## What to produce
Find and copy each line of the data that includes "pending".
□ □ □ □
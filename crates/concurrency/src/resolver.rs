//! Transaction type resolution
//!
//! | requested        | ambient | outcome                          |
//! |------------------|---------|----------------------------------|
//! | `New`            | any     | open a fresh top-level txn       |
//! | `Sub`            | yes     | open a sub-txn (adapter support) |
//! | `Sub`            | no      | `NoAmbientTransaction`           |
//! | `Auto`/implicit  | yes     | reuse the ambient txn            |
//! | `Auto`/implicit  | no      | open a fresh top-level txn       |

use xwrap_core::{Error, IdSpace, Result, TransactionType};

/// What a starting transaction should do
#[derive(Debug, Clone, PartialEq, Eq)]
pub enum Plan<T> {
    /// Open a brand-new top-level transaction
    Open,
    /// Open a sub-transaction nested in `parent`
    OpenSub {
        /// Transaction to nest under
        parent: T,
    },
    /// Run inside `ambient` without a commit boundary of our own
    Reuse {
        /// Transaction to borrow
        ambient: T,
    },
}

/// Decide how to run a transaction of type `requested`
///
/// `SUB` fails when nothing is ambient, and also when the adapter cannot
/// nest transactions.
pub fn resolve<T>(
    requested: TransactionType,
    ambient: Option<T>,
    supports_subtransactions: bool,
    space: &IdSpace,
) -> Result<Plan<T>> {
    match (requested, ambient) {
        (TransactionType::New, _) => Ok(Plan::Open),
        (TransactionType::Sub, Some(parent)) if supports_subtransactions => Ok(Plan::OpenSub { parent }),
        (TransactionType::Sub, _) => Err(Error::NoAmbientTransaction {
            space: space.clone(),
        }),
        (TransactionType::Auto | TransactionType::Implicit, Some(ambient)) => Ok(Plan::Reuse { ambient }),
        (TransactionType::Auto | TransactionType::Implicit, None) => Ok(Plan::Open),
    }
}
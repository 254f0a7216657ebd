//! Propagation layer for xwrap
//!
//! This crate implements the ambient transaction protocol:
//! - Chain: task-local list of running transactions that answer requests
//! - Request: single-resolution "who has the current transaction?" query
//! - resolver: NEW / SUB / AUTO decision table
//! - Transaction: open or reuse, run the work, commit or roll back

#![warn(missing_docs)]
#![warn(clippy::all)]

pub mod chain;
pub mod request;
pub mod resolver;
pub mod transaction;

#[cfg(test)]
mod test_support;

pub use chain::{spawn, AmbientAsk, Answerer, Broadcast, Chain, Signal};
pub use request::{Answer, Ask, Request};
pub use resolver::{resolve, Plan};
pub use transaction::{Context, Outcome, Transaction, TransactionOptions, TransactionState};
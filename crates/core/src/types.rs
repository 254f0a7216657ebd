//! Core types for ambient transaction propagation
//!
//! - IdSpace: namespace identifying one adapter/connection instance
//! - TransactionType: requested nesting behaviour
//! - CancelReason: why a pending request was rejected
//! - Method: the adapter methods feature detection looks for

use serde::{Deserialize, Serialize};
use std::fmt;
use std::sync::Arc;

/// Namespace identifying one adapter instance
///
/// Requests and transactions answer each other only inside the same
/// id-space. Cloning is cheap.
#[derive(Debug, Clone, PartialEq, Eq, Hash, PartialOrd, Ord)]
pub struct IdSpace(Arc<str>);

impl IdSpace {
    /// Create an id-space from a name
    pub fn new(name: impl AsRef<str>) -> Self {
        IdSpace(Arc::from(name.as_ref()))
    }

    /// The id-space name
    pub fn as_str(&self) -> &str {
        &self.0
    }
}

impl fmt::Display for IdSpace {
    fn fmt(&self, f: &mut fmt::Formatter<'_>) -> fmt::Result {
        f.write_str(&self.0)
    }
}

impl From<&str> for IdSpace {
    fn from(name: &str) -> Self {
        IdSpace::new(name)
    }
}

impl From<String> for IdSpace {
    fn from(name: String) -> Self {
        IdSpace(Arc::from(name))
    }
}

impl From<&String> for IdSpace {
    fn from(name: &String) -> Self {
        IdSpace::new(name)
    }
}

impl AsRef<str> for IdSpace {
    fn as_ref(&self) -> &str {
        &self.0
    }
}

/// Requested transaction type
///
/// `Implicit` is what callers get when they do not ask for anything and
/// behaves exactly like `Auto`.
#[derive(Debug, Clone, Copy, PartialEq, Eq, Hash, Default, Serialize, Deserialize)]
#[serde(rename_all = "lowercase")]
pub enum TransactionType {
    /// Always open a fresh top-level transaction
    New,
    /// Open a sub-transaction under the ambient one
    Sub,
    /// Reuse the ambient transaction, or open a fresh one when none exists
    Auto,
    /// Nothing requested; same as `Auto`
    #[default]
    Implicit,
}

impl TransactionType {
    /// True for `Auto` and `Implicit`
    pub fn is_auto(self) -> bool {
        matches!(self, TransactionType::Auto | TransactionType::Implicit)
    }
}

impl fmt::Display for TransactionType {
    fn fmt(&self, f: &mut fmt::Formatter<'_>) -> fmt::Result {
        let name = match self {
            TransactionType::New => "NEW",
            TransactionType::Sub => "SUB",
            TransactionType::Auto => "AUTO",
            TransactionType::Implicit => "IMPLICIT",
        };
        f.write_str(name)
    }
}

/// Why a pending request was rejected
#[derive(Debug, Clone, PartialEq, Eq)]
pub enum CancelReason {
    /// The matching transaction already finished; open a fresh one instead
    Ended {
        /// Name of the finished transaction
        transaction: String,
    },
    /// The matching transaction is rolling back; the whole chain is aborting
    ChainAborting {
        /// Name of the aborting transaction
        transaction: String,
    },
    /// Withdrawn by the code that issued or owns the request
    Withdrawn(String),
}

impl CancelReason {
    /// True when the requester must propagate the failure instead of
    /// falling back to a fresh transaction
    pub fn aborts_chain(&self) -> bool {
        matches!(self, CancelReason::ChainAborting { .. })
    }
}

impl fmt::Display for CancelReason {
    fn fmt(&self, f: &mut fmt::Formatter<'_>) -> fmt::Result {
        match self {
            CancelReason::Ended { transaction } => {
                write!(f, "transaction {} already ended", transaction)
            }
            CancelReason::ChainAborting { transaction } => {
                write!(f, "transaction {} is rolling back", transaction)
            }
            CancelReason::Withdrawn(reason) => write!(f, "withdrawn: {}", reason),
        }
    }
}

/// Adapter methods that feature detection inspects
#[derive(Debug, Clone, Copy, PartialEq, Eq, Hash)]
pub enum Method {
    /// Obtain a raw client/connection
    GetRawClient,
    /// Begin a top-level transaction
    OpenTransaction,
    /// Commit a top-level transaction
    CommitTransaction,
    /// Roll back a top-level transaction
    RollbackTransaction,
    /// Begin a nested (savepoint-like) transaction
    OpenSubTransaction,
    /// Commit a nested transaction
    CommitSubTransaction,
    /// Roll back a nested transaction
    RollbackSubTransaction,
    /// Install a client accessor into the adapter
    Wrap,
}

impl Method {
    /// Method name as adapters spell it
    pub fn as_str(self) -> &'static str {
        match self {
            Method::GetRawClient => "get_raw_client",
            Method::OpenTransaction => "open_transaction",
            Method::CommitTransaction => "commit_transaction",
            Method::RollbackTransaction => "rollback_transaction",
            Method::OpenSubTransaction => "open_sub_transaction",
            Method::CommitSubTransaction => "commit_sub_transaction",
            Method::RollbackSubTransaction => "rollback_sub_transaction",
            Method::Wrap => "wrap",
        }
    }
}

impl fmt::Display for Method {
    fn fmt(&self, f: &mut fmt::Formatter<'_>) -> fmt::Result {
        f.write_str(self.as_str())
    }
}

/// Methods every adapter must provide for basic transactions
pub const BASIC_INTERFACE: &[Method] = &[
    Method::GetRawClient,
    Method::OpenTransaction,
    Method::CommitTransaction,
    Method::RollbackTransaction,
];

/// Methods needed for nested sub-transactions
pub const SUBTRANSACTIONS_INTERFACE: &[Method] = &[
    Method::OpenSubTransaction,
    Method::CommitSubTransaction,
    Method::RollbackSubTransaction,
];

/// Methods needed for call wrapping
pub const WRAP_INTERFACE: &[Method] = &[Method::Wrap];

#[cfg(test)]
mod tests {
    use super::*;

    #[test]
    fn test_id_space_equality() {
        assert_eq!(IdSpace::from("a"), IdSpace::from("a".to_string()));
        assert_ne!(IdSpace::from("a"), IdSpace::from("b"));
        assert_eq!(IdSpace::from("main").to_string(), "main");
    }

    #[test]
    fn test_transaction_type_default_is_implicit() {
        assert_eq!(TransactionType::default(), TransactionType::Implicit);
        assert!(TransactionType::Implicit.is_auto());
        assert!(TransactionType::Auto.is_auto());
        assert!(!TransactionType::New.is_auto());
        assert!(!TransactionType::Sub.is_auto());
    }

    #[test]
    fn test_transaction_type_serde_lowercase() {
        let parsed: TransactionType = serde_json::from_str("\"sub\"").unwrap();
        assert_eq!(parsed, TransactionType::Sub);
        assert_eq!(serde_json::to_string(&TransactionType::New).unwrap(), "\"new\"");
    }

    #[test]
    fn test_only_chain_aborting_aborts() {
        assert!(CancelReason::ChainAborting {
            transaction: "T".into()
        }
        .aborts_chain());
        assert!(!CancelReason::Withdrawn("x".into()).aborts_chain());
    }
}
□ □ □ □
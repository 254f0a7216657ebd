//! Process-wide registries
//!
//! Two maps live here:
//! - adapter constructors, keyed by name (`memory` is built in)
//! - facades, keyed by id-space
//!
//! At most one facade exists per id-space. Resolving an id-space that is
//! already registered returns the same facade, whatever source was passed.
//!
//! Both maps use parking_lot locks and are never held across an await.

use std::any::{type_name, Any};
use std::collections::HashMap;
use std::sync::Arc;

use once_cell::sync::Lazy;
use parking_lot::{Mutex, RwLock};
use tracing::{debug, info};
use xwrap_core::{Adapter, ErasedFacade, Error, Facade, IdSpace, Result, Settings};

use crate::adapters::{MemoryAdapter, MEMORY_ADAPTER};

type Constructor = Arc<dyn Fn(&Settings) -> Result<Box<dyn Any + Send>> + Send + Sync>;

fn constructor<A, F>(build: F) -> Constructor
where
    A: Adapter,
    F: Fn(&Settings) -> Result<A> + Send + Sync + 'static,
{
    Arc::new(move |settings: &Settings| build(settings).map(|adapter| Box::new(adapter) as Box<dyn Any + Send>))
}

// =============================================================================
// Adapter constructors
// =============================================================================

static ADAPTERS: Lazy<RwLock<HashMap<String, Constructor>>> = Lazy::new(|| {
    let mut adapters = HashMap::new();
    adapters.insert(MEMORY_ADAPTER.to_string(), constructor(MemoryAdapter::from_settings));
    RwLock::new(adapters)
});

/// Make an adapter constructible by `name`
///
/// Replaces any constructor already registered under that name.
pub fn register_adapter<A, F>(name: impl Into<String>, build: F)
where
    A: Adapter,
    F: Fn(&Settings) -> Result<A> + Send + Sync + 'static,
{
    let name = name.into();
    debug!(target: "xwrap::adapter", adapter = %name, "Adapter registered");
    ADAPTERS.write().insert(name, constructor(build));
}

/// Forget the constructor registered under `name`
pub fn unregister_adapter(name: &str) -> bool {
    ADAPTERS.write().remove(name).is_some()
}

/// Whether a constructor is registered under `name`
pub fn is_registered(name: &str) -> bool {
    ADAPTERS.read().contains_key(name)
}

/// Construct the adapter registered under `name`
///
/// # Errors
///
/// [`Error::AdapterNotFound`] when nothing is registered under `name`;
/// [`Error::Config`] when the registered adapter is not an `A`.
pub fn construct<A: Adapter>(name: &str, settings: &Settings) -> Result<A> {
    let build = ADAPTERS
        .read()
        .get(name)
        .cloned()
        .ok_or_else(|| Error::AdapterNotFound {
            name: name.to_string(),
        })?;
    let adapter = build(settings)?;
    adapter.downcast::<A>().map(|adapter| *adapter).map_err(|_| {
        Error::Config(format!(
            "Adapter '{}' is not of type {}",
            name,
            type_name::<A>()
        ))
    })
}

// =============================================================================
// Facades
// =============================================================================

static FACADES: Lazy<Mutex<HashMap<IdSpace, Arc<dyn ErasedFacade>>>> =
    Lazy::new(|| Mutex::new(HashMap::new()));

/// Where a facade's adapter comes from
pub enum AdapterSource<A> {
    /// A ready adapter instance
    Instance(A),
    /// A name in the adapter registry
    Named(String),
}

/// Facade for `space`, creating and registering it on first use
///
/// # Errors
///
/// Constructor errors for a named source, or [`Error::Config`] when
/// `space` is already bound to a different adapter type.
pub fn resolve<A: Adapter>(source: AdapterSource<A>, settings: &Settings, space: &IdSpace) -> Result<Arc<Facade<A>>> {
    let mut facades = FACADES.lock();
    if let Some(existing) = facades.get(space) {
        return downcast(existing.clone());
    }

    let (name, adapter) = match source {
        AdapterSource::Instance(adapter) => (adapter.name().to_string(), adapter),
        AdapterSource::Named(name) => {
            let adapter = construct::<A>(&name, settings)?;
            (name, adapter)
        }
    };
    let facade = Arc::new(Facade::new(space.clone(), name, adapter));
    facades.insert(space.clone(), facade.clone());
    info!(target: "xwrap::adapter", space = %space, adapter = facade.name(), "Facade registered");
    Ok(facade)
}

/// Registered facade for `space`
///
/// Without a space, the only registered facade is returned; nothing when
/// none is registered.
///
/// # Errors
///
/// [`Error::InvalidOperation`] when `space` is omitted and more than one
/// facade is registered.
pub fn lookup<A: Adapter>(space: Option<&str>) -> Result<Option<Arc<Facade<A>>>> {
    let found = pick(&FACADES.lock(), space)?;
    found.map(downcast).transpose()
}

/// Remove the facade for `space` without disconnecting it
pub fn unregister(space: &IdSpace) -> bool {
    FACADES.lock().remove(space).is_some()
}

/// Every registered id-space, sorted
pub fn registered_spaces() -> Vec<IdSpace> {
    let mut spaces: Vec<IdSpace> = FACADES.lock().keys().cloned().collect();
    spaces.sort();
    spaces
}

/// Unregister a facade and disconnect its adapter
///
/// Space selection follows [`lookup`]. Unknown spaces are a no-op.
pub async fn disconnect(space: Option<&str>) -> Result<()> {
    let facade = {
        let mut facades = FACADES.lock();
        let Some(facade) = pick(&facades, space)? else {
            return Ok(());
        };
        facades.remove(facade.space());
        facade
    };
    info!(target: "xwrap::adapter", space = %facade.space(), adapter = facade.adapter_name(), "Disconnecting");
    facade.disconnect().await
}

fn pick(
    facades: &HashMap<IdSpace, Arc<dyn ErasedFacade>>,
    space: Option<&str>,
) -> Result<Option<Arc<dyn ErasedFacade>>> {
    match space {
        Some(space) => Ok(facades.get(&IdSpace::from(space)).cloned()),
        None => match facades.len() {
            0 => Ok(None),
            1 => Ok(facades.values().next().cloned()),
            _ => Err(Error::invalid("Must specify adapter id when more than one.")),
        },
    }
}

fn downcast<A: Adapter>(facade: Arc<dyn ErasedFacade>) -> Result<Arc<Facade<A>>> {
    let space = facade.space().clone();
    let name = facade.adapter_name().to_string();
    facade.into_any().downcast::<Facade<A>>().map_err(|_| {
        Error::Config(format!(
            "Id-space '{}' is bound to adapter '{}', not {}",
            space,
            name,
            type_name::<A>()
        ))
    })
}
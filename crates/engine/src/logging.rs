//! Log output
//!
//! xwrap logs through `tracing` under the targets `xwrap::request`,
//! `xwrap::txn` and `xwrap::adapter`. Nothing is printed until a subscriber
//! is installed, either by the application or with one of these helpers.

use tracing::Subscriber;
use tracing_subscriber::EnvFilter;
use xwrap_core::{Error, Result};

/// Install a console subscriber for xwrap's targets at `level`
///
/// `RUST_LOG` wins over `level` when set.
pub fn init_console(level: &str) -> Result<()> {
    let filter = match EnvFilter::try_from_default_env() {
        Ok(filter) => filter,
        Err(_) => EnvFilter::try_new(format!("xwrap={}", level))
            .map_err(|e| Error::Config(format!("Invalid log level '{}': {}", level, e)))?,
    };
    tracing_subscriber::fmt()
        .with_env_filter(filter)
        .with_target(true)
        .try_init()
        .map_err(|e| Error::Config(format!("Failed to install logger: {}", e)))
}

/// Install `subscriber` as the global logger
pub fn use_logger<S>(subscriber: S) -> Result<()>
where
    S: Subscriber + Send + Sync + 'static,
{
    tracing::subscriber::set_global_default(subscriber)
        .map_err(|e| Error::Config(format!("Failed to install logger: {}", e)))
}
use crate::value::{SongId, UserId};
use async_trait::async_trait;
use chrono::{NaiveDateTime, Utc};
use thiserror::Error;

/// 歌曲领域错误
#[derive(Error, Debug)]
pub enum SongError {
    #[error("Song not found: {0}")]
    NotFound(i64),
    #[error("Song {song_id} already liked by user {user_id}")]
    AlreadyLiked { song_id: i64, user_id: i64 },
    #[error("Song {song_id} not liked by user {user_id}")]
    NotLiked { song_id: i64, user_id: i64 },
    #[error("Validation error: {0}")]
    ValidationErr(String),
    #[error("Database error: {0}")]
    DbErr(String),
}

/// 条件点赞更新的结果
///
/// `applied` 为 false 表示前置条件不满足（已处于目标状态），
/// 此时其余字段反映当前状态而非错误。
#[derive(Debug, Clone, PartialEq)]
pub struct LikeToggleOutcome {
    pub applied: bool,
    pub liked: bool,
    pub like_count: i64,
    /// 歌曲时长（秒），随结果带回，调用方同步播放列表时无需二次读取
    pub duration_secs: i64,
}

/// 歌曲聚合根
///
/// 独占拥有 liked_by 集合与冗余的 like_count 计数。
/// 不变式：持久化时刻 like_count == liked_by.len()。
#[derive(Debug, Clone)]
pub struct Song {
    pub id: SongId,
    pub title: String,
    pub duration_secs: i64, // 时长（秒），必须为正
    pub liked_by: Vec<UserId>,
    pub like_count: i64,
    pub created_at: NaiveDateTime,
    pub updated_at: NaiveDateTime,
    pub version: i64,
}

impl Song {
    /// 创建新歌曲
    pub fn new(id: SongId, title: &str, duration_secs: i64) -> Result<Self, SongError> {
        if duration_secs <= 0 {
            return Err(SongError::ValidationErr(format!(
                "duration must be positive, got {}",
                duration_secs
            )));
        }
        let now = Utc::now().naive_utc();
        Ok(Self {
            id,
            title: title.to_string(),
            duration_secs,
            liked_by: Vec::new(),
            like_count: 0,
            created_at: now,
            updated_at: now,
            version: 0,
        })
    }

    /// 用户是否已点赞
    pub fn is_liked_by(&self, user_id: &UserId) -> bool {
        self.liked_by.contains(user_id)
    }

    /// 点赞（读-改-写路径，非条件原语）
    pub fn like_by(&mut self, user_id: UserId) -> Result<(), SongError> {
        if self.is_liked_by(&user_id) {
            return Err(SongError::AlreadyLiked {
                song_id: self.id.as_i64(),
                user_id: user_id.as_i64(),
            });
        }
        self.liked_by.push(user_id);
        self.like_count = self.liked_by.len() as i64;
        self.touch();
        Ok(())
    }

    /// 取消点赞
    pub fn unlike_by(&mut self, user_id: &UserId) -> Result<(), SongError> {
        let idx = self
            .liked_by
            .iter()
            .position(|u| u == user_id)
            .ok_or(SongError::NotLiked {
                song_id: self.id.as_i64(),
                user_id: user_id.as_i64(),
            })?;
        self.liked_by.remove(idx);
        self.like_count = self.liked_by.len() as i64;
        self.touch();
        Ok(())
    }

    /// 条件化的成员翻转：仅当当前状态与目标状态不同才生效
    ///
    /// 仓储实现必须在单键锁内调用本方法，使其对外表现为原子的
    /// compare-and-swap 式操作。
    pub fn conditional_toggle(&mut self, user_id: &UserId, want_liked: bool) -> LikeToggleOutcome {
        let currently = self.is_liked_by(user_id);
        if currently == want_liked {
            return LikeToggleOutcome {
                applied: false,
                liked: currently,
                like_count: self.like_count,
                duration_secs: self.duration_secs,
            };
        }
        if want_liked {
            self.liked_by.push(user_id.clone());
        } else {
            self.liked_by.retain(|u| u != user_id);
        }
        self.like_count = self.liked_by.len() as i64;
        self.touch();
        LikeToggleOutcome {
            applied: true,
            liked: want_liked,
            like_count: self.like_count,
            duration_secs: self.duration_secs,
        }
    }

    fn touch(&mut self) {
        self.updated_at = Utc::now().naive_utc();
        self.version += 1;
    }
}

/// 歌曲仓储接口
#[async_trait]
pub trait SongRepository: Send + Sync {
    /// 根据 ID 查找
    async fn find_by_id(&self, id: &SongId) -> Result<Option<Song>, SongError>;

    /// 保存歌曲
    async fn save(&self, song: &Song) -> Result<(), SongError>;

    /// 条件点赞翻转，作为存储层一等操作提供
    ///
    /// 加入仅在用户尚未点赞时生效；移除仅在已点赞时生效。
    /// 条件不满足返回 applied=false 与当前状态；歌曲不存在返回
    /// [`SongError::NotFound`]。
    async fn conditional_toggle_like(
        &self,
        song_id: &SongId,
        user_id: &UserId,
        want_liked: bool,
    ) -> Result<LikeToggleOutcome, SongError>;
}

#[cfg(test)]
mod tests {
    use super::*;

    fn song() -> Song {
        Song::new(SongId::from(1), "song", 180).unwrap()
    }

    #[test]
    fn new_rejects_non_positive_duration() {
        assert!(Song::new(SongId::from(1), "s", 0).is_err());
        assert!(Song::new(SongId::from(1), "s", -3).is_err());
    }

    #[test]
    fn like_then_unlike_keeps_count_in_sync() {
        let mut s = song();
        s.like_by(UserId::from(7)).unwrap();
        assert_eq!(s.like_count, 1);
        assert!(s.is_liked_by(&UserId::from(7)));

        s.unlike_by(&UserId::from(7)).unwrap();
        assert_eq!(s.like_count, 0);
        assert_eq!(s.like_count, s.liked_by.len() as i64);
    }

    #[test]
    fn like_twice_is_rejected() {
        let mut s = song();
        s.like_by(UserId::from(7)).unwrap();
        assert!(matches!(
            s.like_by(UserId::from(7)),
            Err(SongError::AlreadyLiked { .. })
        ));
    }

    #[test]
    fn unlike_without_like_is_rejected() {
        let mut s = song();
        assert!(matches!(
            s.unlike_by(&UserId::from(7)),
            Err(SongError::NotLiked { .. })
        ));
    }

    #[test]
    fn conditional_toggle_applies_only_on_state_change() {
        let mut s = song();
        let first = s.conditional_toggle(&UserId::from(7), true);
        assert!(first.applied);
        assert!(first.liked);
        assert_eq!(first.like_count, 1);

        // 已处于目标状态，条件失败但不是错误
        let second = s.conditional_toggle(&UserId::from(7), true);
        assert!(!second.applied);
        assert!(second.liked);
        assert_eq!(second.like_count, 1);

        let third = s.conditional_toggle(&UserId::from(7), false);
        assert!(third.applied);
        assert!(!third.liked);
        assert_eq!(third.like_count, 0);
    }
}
□ □ □ □
## Response to the exercise
//! - CancelReason: why a pending request was rejected
/// Why a pending request was rejected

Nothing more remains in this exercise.